Chris Chmielenski, director of content and activism at NumbersUSA, said the suit will hinge on the precise claims made by the administration and the remedies it seeks.

“It’s hard to determine how successful this’ll be,” he said. “But it seems like they have a case.”

Von Spakovsky said California’s stance in the Arizona litigation during the previous administration might come back to haunt the state in court.

“Given how strongly California supported the Obama administration in the Arizona case, it’s going to show what hypocrites they are,” he said.

In his speech Wednesday, Sessions offered a message directly to Schaaf: “How dare you, how dare you needlessly endanger the lives of our law enforcement officers to promote a radical open-borders agenda.”

Related: Identity Cards Are Dems Frightening Solution to the Amnesty Crisis

But Sessions said it is more than one mayor. He noted that Lt. Gov. Gavin Newsom publicly praised her action and that other California officials thwart ICE in a way they never would dream of undermining other federal agencies.

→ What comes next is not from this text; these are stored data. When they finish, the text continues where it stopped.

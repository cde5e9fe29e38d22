//! Assembles a `Organization` either from declarative JSON (already
//! evaluated by the external expression engine into plain data) or from a
//! live forge via a `Provider`.

use std::sync::{Arc, Mutex};
use std::thread;

use otterdog_provider::Provider;
use serde_json::Value;

use crate::model::{
    BranchProtectionRule, Environment, Organization, OrganizationSettings, OrgWorkflowSettings, Repository, Ruleset,
    Secret, Webhook,
};

/// One entity's load failed. Siblings keep loading; this is collected rather
/// than aborting the whole pass.
#[derive(Debug, Clone)]
pub struct LoadError {
    pub entity: String,
    pub cause: String,
}

impl std::fmt::Display for LoadError {
    fn fmt(&self, f: &mut std::fmt::Formatter<'_>) -> std::fmt::Result {
        write!(f, "load error for {}: {}", self.entity, self.cause)
    }
}

/// Default width of the worker pool used when fetching per-repository
/// children (branch protection rules, workflow settings) concurrently.
pub const DEFAULT_WORKER_POOL_SIZE: usize = 12;

pub struct Loader {
    worker_pool_size: usize,
}

impl Default for Loader {
    fn default() -> Self {
        Self {
            worker_pool_size: DEFAULT_WORKER_POOL_SIZE,
        }
    }
}

impl Loader {
    pub fn new() -> Self {
        Self::default()
    }

    pub fn with_worker_pool_size(mut self, size: usize) -> Self {
        self.worker_pool_size = size.max(1);
        self
    }

    /// Builds an `Organization` out of a tree of plain data already evaluated
    /// by the declarative config's expression engine.
    pub fn load_from_declared(&self, github_id: &str, root: &Value) -> Organization {
        let settings = OrganizationSettings::from_declared(&root["settings"]);
        let workflow_settings = root
            .get("workflow_settings")
            .map(OrgWorkflowSettings::from_declared)
            .unwrap_or_default();
        let webhooks = root
            .get("webhooks")
            .and_then(Value::as_array)
            .map(|list| list.iter().map(Webhook::from_declared).collect())
            .unwrap_or_default();
        let repositories = root
            .get("repositories")
            .and_then(Value::as_object)
            .map(|repos| {
                repos
                    .iter()
                    .map(|(name, v)| Repository::from_declared(name, v))
                    .collect()
            })
            .unwrap_or_default();
        let secrets = root
            .get("secrets")
            .and_then(Value::as_object)
            .map(|secrets| secrets.iter().map(|(name, v)| Secret::from_declared(name, v)).collect())
            .unwrap_or_default();
        let rulesets = root
            .get("rulesets")
            .and_then(Value::as_object)
            .map(|rulesets| rulesets.iter().map(|(name, v)| Ruleset::from_declared(name, v)).collect())
            .unwrap_or_default();
        Organization {
            github_id: github_id.to_string(),
            settings,
            workflow_settings,
            webhooks,
            repositories,
            secrets,
            rulesets,
        }
    }

    /// Reads the live side through a `Provider`. Repository child fetches
    /// (branch protection rules, workflow settings) run on a bounded worker
    /// pool; one repository's failure does not stop the others.
    ///
    /// When `include_web` is false, web-UI-only org settings are left unset
    /// rather than fetched, so they never enter a diff.
    pub fn load_from_live(
        &self,
        github_id: &str,
        provider: &(dyn Provider + Send + Sync),
        include_web: bool,
    ) -> (Organization, Vec<LoadError>) {
        let errors = Arc::new(Mutex::new(Vec::new()));

        let mut included_keys: Vec<&str> = vec![
            "security_managers",
            "default_workflow_permissions",
            "actions_can_approve_pull_request_reviews",
            "allowed_actions",
            "enabled_repositories",
        ];
        if include_web {
            included_keys.push("web_commit_signoff_required");
        }
        let settings_value = provider.get_org_settings(github_id, &included_keys);
        let (settings, workflow_settings) = match settings_value {
            Ok(value) => (
                OrganizationSettings::from_live(&value),
                OrgWorkflowSettings::from_live(&value),
            ),
            Err(e) => {
                errors.lock().unwrap().push(LoadError {
                    entity: "OrganizationSettings".into(),
                    cause: e.to_string(),
                });
                (OrganizationSettings::default(), OrgWorkflowSettings::default())
            }
        };

        let webhooks = match provider.list_webhooks(github_id) {
            Ok(list) => list.iter().map(Webhook::from_live).collect(),
            Err(e) => {
                errors.lock().unwrap().push(LoadError {
                    entity: "Webhook".into(),
                    cause: e.to_string(),
                });
                Vec::new()
            }
        };

        let repo_values = match provider.list_repos(github_id) {
            Ok(list) => list,
            Err(e) => {
                errors.lock().unwrap().push(LoadError {
                    entity: "Repository".into(),
                    cause: e.to_string(),
                });
                Vec::new()
            }
        };

        let repositories = self.load_repositories_concurrently(github_id, provider, repo_values, &errors);

        let secrets = match provider.list_org_secrets(github_id) {
            Ok(list) => list.iter().map(Secret::from_live).collect(),
            Err(e) => {
                errors.lock().unwrap().push(LoadError {
                    entity: "Secret".into(),
                    cause: e.to_string(),
                });
                Vec::new()
            }
        };

        let rulesets = match provider.list_org_rulesets(github_id) {
            Ok(list) => list.iter().map(Ruleset::from_live).collect(),
            Err(e) => {
                errors.lock().unwrap().push(LoadError {
                    entity: "Ruleset".into(),
                    cause: e.to_string(),
                });
                Vec::new()
            }
        };

        let organization = Organization {
            github_id: github_id.to_string(),
            settings,
            workflow_settings,
            webhooks,
            repositories,
            secrets,
            rulesets,
        };
        let errors = Arc::try_unwrap(errors).unwrap().into_inner().unwrap();
        (organization, errors)
    }

    fn load_repositories_concurrently(
        &self,
        github_id: &str,
        provider: &(dyn Provider + Send + Sync),
        repo_values: Vec<Value>,
        errors: &Arc<Mutex<Vec<LoadError>>>,
    ) -> Vec<Repository> {
        let mut repositories = Vec::with_capacity(repo_values.len());
        let chunk_size = self.worker_pool_size.min(repo_values.len().max(1));

        for chunk in repo_values.chunks(chunk_size.max(1)) {
            thread::scope(|scope| {
                let mut joins = Vec::new();
                for value in chunk {
                    let mut repo = Repository::from_live(value);
                    let errors = Arc::clone(errors);
                    joins.push(scope.spawn(move || {
                        match provider.list_branch_protection_rules(github_id, &repo.name) {
                            Ok(rules) => {
                                repo.branch_protection_rules =
                                    rules.iter().map(BranchProtectionRule::from_live).collect();
                            }
                            Err(e) => {
                                errors.lock().unwrap().push(LoadError {
                                    entity: format!("BranchProtectionRule[repo={}]", repo.name),
                                    cause: e.to_string(),
                                });
                            }
                        }
                        match provider.get_repo_workflow_settings(github_id, &repo.name) {
                            Ok(value) => {
                                repo.workflow_settings =
                                    crate::model::RepositoryWorkflowSettings::from_live(&value);
                            }
                            Err(e) => {
                                errors.lock().unwrap().push(LoadError {
                                    entity: format!("RepositoryWorkflowSettings[repo={}]", repo.name),
                                    cause: e.to_string(),
                                });
                            }
                        }
                        match provider.list_repo_secrets(github_id, &repo.name) {
                            Ok(list) => {
                                repo.secrets = list.iter().map(Secret::from_live).collect();
                            }
                            Err(e) => {
                                errors.lock().unwrap().push(LoadError {
                                    entity: format!("Secret[repo={}]", repo.name),
                                    cause: e.to_string(),
                                });
                            }
                        }
                        match provider.list_repo_rulesets(github_id, &repo.name) {
                            Ok(list) => {
                                repo.rulesets = list.iter().map(Ruleset::from_live).collect();
                            }
                            Err(e) => {
                                errors.lock().unwrap().push(LoadError {
                                    entity: format!("Ruleset[repo={}]", repo.name),
                                    cause: e.to_string(),
                                });
                            }
                        }
                        match provider.list_repo_environments(github_id, &repo.name) {
                            Ok(list) => {
                                repo.environments = list.iter().map(Environment::from_live).collect();
                            }
                            Err(e) => {
                                errors.lock().unwrap().push(LoadError {
                                    entity: format!("Environment[repo={}]", repo.name),
                                    cause: e.to_string(),
                                });
                            }
                        }
                        repo
                    }));
                }
                for join in joins {
                    repositories.push(join.join().expect("repository load thread panicked"));
                }
            });
        }
        repositories
    }
}

#[cfg(test)]
mod tests {
    use super::*;

    #[test]
    fn declared_load_reads_repositories_by_key() {
        let loader = Loader::new();
        let root = serde_json::json!({
            "settings": {"name": "acme"},
            "repositories": {"demo": {"description": "a repo"}},
        });
        let org = loader.load_from_declared("acme", &root);
        assert_eq!(org.repositories.len(), 1);
        assert_eq!(org.repositories[0].name, "demo");
    }

    #[test]
    fn load_error_display_names_the_entity() {
        let err = LoadError {
            entity: "Webhook".into(),
            cause: "timeout".into(),
        };
        assert_eq!(err.to_string(), "load error for Webhook: timeout");
    }
}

Sessions said Ventura County in January refused to honor an ICE hold request and released an illegal immigrant convicted of the continuous sexual abuse of a child.

The attorney general cited acting ICE chief Thomas Homan, who indicated his agency failed to arrest 800 criminal illegal immigrants because of Schaaf’s intervention.

“Those are 800 wanted criminals who are now at large in that community, 800 wanted criminals that ICE will now have to pursue by other means,” he said.

PoliZette senior writer Brendan Kirby can be reached at [email protected]. Follow him on Twitter.

(photo credit, homepage image: Councilmember Libby Schaaf, CC BY 2.0, by Jim Ratliff / U.S. Attorney General Jeff Sessions, CC 0, by U.S. Southern Command; photo credit, article image:  Libby Schaaf…CC BY 2.0, by Jim Ratliff / Jeff Sessions, CC BY-SA 3.0, by Gage Skidmore)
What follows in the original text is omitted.